TASK DIRECTIONS -> Search each line below for "DbConfig", then return the lines where it appears.

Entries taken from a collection
pub mod models;

use sqlx::{postgres::PgPoolOptions, PgPool};
use std::sync::Arc;
use tokio::sync::OnceCell;

static DB_POOL: OnceCell<Arc<PgPool>> = OnceCell::const_new();

#[derive(Debug, Clone)]
pub struct DbConfig {
    pub url: String,
    pub max_connections: u32,
    pub min_connections: u32,
    pub connect_timeout_secs: u64,
    pub idle_timeout_secs: u64,
}

impl Default for DbConfig {
    fn default() -> Self {
        Self {
            url: std::env::var("DATABASE_URL")
                .unwrap_or_else(|_| "postgresql://localhost/personal_site".to_string()),
            max_connections: std::env::var("DB_POOL_MAX")
                .ok()
                .and_then(|s| s.parse().ok())
                .unwrap_or(10),
            min_connections: std::env::var("DB_POOL_MIN")
                .ok()
                .and_then(|s| s.parse().ok())
                .unwrap_or(2),
            connect_timeout_secs: std::env::var("DB_CONNECT_TIMEOUT")
                .ok()
                .and_then(|s| s.parse().ok())
                .unwrap_or(10),
            idle_timeout_secs: std::env::var("DB_IDLE_TIMEOUT")
                .ok()
                .and_then(|s| s.parse().ok())
                .unwrap_or(300),
        }
    }
}

pub async fn init_pool(config: Option<DbConfig>) -> Result<Arc<PgPool>, sqlx::Error> {
    let config = config.unwrap_or_default();

    tracing::info!("Initializing database connection pool...");
    tracing::debug!(
        "Database URL: {}",
        config.url.replace(
            |c: char| !c.is_ascii_alphanumeric() && c != ':' && c != '/' && c != '@' && c != '.',
            "*"
        )
    );

    let pool = PgPoolOptions::new()
        .max_connections(config.max_connections)
        .min_connections(config.min_connections)
        .acquire_timeout(std::time::Duration::from_secs(3))
        .idle_timeout(std::time::Duration::from_secs(config.idle_timeout_secs))
        .max_lifetime(std::time::Duration::from_secs(1800))
        .test_before_acquire(true)
        .connect(&config.url)
        .await?;

    sqlx::query("SELECT 1").fetch_one(&pool).await?;

    tracing::info!("Database connection pool initialized successfully");

    let pool = Arc::new(pool);
    let _ = DB_POOL.set(pool.clone());

    Ok(pool)
}

pub fn get_pool() -> Option<Arc<PgPool>> {
    DB_POOL.get().cloned()
}

pub async fn health_check() -> Result<std::time::Duration, sqlx::Error> {
    let pool = get_pool()
        .ok_or_else(|| sqlx::Error::Configuration("Database pool not initialized".into()))?;

    let start = std::time::Instant::now();
    sqlx::query("SELECT 1").fetch_one(pool.as_ref()).await?;

    Ok(start.elapsed())
}

pub async fn run_migrations(pool: &PgPool) -> Result<(), sqlx::Error> {
    tracing::info!("Running database migrations...");

    sqlx::query(
        r#"
        CREATE TABLE IF NOT EXISTS blog_posts (
            id UUID PRIMARY KEY DEFAULT gen_random_uuid(),
            title TEXT NOT NULL,
            slug TEXT UNIQUE NOT NULL,
            excerpt_html TEXT,
            content_html TEXT,
            published_at TIMESTAMPTZ,
            viral BOOLEAN NOT NULL DEFAULT false,
            featured BOOLEAN NOT NULL DEFAULT false,
            views_count BIGINT NOT NULL DEFAULT 0,
            reading_time INTEGER,
            featured_image TEXT,
            created_at TIMESTAMPTZ NOT NULL DEFAULT now(),
            updated_at TIMESTAMPTZ NOT NULL DEFAULT now()
        )
    "#,
    )
    .execute(pool)
    .await?;

    sqlx::raw_sql(
        r#"
        CREATE UNIQUE INDEX IF NOT EXISTS idx_blog_posts_slug
            ON blog_posts(slug);
        CREATE INDEX IF NOT EXISTS idx_blog_posts_published_at
            ON blog_posts(published_at DESC);
        CREATE INDEX IF NOT EXISTS idx_blog_posts_viral
            ON blog_posts(viral);
        CREATE INDEX IF NOT EXISTS idx_blog_posts_views_count
            ON blog_posts(views_count DESC)
        "#,
    )
    .execute(pool)
    .await?;

    sqlx::query(
        r#"
        CREATE TABLE IF NOT EXISTS books (
            id UUID PRIMARY KEY DEFAULT gen_random_uuid(),
            title TEXT NOT NULL,
            author TEXT NOT NULL,
            category TEXT,
            rating INTEGER,
            review_html TEXT,
            notes_html TEXT,
            read_date DATE,
            featured BOOLEAN NOT NULL DEFAULT false,
            isbn TEXT,
            cover_url TEXT,
            cover_image TEXT,
            affiliate_link TEXT,
            created_at TIMESTAMPTZ NOT NULL DEFAULT now(),
            updated_at TIMESTAMPTZ NOT NULL DEFAULT now()
        )
    "#,
    )
    .execute(pool)
    .await?;

    sqlx::raw_sql(
        r#"
        CREATE INDEX IF NOT EXISTS idx_books_category ON books(category);
        CREATE INDEX IF NOT EXISTS idx_books_featured ON books(featured);
        CREATE INDEX IF NOT EXISTS idx_books_rating ON books(rating);
        CREATE INDEX IF NOT EXISTS idx_books_read_date ON books(read_date DESC)
        "#,
    )
    .execute(pool)
    .await?;

    sqlx::query(
        r#"
        CREATE TABLE IF NOT EXISTS gear_items (
            id UUID PRIMARY KEY DEFAULT gen_random_uuid(),
            name TEXT NOT NULL,
            description_html TEXT,
            category TEXT NOT NULL,
            price NUMERIC(10, 2),
            featured BOOLEAN NOT NULL DEFAULT false,
            position INTEGER NOT NULL DEFAULT 0,
            image_url TEXT,
            product_image TEXT,
            affiliate_link TEXT,
            created_at TIMESTAMPTZ NOT NULL DEFAULT now(),
            updated_at TIMESTAMPTZ NOT NULL DEFAULT now()
        )
    "#,
    )
    .execute(pool)
    .await?;

    sqlx::raw_sql(
        r#"
        CREATE INDEX IF NOT EXISTS idx_gear_items_category ON gear_items(category);
        CREATE INDEX IF NOT EXISTS idx_gear_items_featured ON gear_items(featured);
        CREATE INDEX IF NOT EXISTS idx_gear_items_position ON gear_items(position)
        "#,
    )
    .execute(pool)
    .await?;

    sqlx::query(
        r#"
        CREATE TABLE IF NOT EXISTS projects (
            id UUID PRIMARY KEY DEFAULT gen_random_uuid(),
            name TEXT NOT NULL,
            description_html TEXT,
            url TEXT,
            logo_url TEXT,
            project_type TEXT NOT NULL,
            status TEXT NOT NULL DEFAULT 'active',
            tech_stack TEXT,
            featured BOOLEAN NOT NULL DEFAULT false,
            position INTEGER NOT NULL DEFAULT 0,
            created_at TIMESTAMPTZ NOT NULL DEFAULT now(),
            updated_at TIMESTAMPTZ NOT NULL DEFAULT now()
        )
    "#,
    )
    .execute(pool)
    .await?;

    sqlx::raw_sql(
        r#"
        CREATE INDEX IF NOT EXISTS idx_projects_project_type ON projects(project_type);
        CREATE INDEX IF NOT EXISTS idx_projects_featured ON projects(featured);
        CREATE INDEX IF NOT EXISTS idx_projects_position ON projects(position)
        "#,
    )
    .execute(pool)
    .await?;

    sqlx::query(
        r#"
        CREATE TABLE IF NOT EXISTS social_links (
            id UUID PRIMARY KEY DEFAULT gen_random_uuid(),
            platform TEXT NOT NULL,
            url TEXT NOT NULL,
            follower_count INTEGER,
            username TEXT,
            display_in_header BOOLEAN NOT NULL DEFAULT true,
            created_at TIMESTAMPTZ NOT NULL DEFAULT now(),
            updated_at TIMESTAMPTZ NOT NULL DEFAULT now()
        )
    "#,
    )
    .execute(pool)
    .await?;

    sqlx::raw_sql("CREATE INDEX IF NOT EXISTS idx_social_links_platform ON social_links(platform)")
        .execute(pool)
        .await?;

    sqlx::query(
        r#"
        CREATE TABLE IF NOT EXISTS sport_activities (
            id UUID PRIMARY KEY DEFAULT gen_random_uuid(),
            sport_type TEXT NOT NULL,
            sub_type TEXT,
            category TEXT NOT NULL,
            title TEXT NOT NULL,
            value TEXT NOT NULL,
            unit TEXT NOT NULL,
            date DATE NOT NULL,
            description_html TEXT,
            personal_record BOOLEAN NOT NULL DEFAULT false,
            event_name TEXT,
            location TEXT,
            result_url TEXT,
            created_at TIMESTAMPTZ NOT NULL DEFAULT now(),
            updated_at TIMESTAMPTZ NOT NULL DEFAULT now()
        )
    "#,
    )
    .execute(pool)
    .await?;

    sqlx::raw_sql(
        r#"
        CREATE INDEX IF NOT EXISTS idx_sport_activities_sport_type ON sport_activities(sport_type);
        CREATE INDEX IF NOT EXISTS idx_sport_activities_sub_type ON sport_activities(sub_type);
        CREATE INDEX IF NOT EXISTS idx_sport_activities_category ON sport_activities(category);
        CREATE INDEX IF NOT EXISTS idx_sport_activities_date ON sport_activities(date);
        CREATE INDEX IF NOT EXISTS idx_sport_activities_personal_record ON sport_activities(personal_record)
        "#,
    )
    .execute(pool)
    .await?;

    tracing::info!("Database migrations completed successfully");

    Ok(())
}

#[cfg(test)]
mod tests {
    use super::*;

    #[test]
    fn test_db_config_default_uses_env_or_fallback() {
        let config = DbConfig::default();
        assert!(config.max_connections >= 1);
        assert!(config.connect_timeout_secs >= 1);
        assert!(config.idle_timeout_secs >= 1);
        assert!(!config.url.is_empty());
    }

    #[test]
    fn test_get_pool_none_before_init() {
        let pool = get_pool();
        assert!(pool.is_none());
    }

    #[tokio::test]
    async fn test_health_check_fails_without_pool() {
        let result = health_check().await;
        assert!(result.is_err());
    }
}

RESULT ->
pub struct DbConfig {
impl Default for DbConfig {
pub async fn init_pool(config: Option<DbConfig>) -> Result<Arc<PgPool>, sqlx::Error> {
        let config = DbConfig::default();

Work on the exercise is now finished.